■ Task requirements
Within the records below, filter for lines carrying the word "messages" and copy them.

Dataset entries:
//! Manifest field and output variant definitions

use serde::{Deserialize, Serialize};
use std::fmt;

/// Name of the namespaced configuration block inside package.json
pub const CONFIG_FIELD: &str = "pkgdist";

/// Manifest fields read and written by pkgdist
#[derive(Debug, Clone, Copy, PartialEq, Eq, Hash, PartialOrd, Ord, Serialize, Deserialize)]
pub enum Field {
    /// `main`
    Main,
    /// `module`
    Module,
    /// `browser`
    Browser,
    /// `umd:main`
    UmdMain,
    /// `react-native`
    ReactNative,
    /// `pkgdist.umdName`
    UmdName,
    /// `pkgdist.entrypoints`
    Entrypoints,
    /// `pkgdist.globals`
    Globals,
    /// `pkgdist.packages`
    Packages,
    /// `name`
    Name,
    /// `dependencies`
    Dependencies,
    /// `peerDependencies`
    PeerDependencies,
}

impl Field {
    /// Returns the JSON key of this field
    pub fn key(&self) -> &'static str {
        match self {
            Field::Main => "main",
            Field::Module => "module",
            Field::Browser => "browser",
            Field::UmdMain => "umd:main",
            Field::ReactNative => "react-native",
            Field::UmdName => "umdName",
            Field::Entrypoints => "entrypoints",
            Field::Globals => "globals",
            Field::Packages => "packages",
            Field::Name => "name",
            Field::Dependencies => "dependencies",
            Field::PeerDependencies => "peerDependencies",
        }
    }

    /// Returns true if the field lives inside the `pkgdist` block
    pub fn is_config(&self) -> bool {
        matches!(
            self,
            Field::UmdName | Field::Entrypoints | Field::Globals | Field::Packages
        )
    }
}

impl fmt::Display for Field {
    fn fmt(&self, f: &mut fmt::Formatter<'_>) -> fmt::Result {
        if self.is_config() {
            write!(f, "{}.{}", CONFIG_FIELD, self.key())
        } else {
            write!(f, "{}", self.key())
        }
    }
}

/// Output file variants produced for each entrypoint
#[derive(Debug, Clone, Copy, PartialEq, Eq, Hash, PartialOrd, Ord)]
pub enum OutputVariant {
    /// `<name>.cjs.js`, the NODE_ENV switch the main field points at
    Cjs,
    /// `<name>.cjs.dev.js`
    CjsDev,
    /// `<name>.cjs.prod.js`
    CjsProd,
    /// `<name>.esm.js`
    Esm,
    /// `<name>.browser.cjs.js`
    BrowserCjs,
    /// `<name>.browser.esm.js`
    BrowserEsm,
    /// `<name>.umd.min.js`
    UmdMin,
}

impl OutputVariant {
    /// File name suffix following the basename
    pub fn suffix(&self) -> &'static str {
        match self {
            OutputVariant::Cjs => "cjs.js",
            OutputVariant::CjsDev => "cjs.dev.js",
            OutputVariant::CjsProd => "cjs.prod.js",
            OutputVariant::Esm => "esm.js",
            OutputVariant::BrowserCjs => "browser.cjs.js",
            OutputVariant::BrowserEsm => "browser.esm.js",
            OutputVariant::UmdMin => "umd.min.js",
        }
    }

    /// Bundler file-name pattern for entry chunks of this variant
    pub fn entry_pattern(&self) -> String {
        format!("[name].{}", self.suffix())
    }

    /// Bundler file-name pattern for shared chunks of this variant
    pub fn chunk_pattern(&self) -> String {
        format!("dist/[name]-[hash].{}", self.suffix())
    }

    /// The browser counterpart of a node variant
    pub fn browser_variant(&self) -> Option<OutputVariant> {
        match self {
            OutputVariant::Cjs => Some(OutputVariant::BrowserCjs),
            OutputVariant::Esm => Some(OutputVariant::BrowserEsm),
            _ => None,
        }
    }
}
--
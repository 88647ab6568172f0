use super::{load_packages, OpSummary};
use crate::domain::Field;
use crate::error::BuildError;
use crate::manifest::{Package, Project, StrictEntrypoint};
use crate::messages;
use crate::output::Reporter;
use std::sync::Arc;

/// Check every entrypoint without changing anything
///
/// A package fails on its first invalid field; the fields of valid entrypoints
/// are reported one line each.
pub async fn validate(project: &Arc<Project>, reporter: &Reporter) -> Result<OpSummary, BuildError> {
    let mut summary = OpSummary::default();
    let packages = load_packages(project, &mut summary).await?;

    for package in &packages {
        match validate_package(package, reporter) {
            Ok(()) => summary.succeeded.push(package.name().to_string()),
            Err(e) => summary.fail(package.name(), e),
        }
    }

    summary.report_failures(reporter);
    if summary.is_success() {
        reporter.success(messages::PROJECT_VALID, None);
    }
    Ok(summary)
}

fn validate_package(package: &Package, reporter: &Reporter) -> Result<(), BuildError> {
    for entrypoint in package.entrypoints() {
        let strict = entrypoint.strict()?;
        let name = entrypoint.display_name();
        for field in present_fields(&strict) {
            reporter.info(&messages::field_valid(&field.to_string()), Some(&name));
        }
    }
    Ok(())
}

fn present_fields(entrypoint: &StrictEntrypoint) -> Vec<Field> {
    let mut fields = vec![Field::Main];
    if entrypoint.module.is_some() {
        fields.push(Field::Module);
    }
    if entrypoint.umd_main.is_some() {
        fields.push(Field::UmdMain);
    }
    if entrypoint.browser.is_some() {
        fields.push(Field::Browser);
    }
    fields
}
==
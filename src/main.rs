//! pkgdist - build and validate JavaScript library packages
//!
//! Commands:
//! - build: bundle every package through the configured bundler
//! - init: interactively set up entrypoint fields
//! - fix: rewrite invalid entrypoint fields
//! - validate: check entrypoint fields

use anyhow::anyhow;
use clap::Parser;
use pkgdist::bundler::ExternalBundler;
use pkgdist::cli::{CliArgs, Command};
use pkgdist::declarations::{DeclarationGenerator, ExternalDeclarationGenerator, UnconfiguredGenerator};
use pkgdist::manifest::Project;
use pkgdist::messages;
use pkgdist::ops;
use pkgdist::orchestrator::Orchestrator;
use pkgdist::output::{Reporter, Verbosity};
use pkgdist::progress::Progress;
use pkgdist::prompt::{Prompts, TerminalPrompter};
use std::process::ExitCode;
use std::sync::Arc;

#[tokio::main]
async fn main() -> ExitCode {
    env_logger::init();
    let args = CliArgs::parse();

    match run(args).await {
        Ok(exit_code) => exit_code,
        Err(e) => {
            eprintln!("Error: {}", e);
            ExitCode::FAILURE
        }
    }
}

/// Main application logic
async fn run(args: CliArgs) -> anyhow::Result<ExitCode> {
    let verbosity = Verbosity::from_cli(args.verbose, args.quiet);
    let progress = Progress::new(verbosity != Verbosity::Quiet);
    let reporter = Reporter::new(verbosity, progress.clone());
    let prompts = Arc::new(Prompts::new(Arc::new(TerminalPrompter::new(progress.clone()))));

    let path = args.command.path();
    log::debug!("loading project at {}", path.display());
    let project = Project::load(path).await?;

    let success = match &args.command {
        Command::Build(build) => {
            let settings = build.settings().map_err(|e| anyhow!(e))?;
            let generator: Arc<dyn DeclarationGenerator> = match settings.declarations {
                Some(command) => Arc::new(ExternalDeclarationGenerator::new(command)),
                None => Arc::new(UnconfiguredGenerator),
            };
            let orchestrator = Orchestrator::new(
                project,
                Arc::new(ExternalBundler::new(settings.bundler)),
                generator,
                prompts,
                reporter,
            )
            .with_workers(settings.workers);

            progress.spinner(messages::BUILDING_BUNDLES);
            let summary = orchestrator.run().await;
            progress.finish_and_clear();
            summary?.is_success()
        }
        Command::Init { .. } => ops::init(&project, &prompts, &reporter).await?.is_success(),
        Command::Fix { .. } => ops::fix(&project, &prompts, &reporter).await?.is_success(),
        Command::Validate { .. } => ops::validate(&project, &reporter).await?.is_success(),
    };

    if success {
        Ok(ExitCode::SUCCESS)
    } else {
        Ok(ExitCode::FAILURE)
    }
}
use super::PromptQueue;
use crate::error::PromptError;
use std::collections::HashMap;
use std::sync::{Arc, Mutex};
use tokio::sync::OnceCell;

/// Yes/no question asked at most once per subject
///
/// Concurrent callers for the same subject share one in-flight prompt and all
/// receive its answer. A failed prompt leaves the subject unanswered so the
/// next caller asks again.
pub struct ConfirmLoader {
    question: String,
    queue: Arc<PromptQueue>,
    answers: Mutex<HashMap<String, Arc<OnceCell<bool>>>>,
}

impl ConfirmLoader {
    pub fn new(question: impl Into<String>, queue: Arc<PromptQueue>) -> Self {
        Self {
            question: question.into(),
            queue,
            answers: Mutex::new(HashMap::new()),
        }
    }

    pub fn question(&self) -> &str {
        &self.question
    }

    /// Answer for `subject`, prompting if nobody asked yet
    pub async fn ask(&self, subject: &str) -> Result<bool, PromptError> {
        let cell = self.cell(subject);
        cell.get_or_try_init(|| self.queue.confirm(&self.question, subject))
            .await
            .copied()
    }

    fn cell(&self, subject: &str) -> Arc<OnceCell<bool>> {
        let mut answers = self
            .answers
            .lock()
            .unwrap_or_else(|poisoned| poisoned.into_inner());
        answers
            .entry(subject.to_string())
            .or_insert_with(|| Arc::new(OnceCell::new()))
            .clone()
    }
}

■ Result for this exercise
use crate::messages;
        reporter.success(messages::PROJECT_VALID, None);
            reporter.info(&messages::field_valid(&field.to_string()), Some(&name));
use pkgdist::messages;
            progress.spinner(messages::BUILDING_BUNDLES);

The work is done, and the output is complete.